─── DATA PROVIDED
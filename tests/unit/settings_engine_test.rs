//! Tests for the SettingsEngine public API: defaults, persistence, reset,
//! and how settings feed the share engine.

use std::fs;

use passdrop::services::settings_engine::{SettingsEngine, SettingsEngineTrait};
use passdrop::types::errors::SettingsError;
use passdrop::types::settings::{PreViewPolicy, ServiceSettings, DEFAULT_PRE_VIEW_DAYS};
use tempfile::TempDir;

/// SettingsEngine backed by a temp directory the caller keeps alive.
fn engine_in_temp(dir: &TempDir) -> SettingsEngine {
    let path = dir.path().join("settings.json").to_string_lossy().to_string();
    SettingsEngine::new(Some(path))
}

#[test]
fn test_load_defaults_when_no_config_file_exists() {
    let dir = TempDir::new().unwrap();
    let mut engine = engine_in_temp(&dir);

    let settings = engine.load().unwrap();

    assert_eq!(settings, ServiceSettings::default());
    assert_eq!(settings.share.pre_view_policy, PreViewPolicy::Bounded);
    assert_eq!(settings.share.pre_view_days, DEFAULT_PRE_VIEW_DAYS);
    assert_eq!(settings.storage.database_file, "passdrop.db");
    assert_eq!(settings.logging.filter, "passdrop=info");
}

#[test]
fn test_set_value_is_saved_immediately() {
    let dir = TempDir::new().unwrap();
    let mut engine = engine_in_temp(&dir);
    engine.load().unwrap();

    engine
        .set_value("share.public_base_url", serde_json::json!("https://share.example.org/"))
        .unwrap();

    let mut fresh = engine_in_temp(&dir);
    let loaded = fresh.load().unwrap();
    assert_eq!(loaded.share.public_base_url, "https://share.example.org/");
    assert_eq!(
        loaded.share.share_link("abc"),
        "https://share.example.org/view/abc"
    );
}

#[test]
fn test_reset_restores_defaults_on_disk() {
    let dir = TempDir::new().unwrap();
    let mut engine = engine_in_temp(&dir);
    engine.set_value("share.pre_view_days", serde_json::json!(2)).unwrap();

    engine.reset().unwrap();

    assert_eq!(*engine.get_settings(), ServiceSettings::default());
    let mut fresh = engine_in_temp(&dir);
    assert_eq!(fresh.load().unwrap(), ServiceSettings::default());
}

#[test]
fn test_wrong_type_is_invalid_value() {
    let dir = TempDir::new().unwrap();
    let mut engine = engine_in_temp(&dir);
    let result = engine.set_value("share.pre_view_days", serde_json::json!("fourteen"));
    assert!(matches!(result, Err(SettingsError::InvalidValue(_))));
}

#[test]
fn test_unknown_policy_is_invalid_value() {
    let dir = TempDir::new().unwrap();
    let mut engine = engine_in_temp(&dir);
    let result = engine.set_value("share.pre_view_policy", serde_json::json!("forever"));
    assert!(matches!(result, Err(SettingsError::InvalidValue(_))));
}

#[test]
fn test_path_through_scalar_is_invalid_key() {
    let dir = TempDir::new().unwrap();
    let mut engine = engine_in_temp(&dir);
    let result = engine.set_value("storage.database_file.name", serde_json::json!("x"));
    assert!(matches!(result, Err(SettingsError::InvalidKey(_))));
    assert!(engine.set_value("", serde_json::json!(1)).is_err());
}

#[test]
fn test_malformed_file_is_serialization_error() {
    let dir = TempDir::new().unwrap();
    let mut engine = engine_in_temp(&dir);
    fs::write(engine.get_config_path(), "{ not json").unwrap();
    assert!(matches!(engine.load(), Err(SettingsError::SerializationError(_))));
}

#[test]
fn test_file_without_logging_section_loads() {
    let dir = TempDir::new().unwrap();
    let mut engine = engine_in_temp(&dir);
    fs::write(
        engine.get_config_path(),
        r#"{
            "share": {"pre_view_policy": "until-first-view", "pre_view_days": 14, "public_base_url": "http://x"},
            "storage": {"database_file": "a.db"}
        }"#,
    )
    .unwrap();

    let settings = engine.load().unwrap();
    assert_eq!(settings.share.pre_view_policy, PreViewPolicy::UntilFirstView);
    assert_eq!(settings.share.pre_view_deadline(100), None);
    assert_eq!(settings.logging.filter, "passdrop=info");
}

#[test]
fn test_partial_file_keeps_defaults_for_missing_fields() {
    let dir = TempDir::new().unwrap();
    let mut engine = engine_in_temp(&dir);
    fs::write(engine.get_config_path(), r#"{"share": {"pre_view_policy": "until-first-view"}}"#).unwrap();

    let settings = engine.load().unwrap();
    assert_eq!(settings.share.pre_view_policy, PreViewPolicy::UntilFirstView);
    assert_eq!(settings.share.pre_view_days, DEFAULT_PRE_VIEW_DAYS);
    assert_eq!(settings.share.public_base_url, "http://localhost:5000");
    assert_eq!(settings.storage.database_file, "passdrop.db");
}

#[test]
fn test_bounded_deadline_scales_with_days() {
    let mut settings = ServiceSettings::default().share;
    assert_eq!(settings.pre_view_deadline(0), Some(14 * 86_400));
    settings.pre_view_days = 1;
    assert_eq!(settings.pre_view_deadline(10), Some(10 + 86_400));
}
──────
• ASSIGNMENT:
Repeat exactly the lines of the data from the first one through the line with "caller keeps alive.", both of them included.

• ANSWER SECTION:
filename tests/unit/settings_engine_test.rs
//! Tests for the SettingsEngine public API: defaults, persistence, reset,
//! and how settings feed the share engine.

use std::fs;

use passdrop::services::settings_engine::{SettingsEngine, SettingsEngineTrait};
use passdrop::types::errors::SettingsError;
use passdrop::types::settings::{PreViewPolicy, ServiceSettings, DEFAULT_PRE_VIEW_DAYS};
use tempfile::TempDir;

/// SettingsEngine backed by a temp directory the caller keeps alive.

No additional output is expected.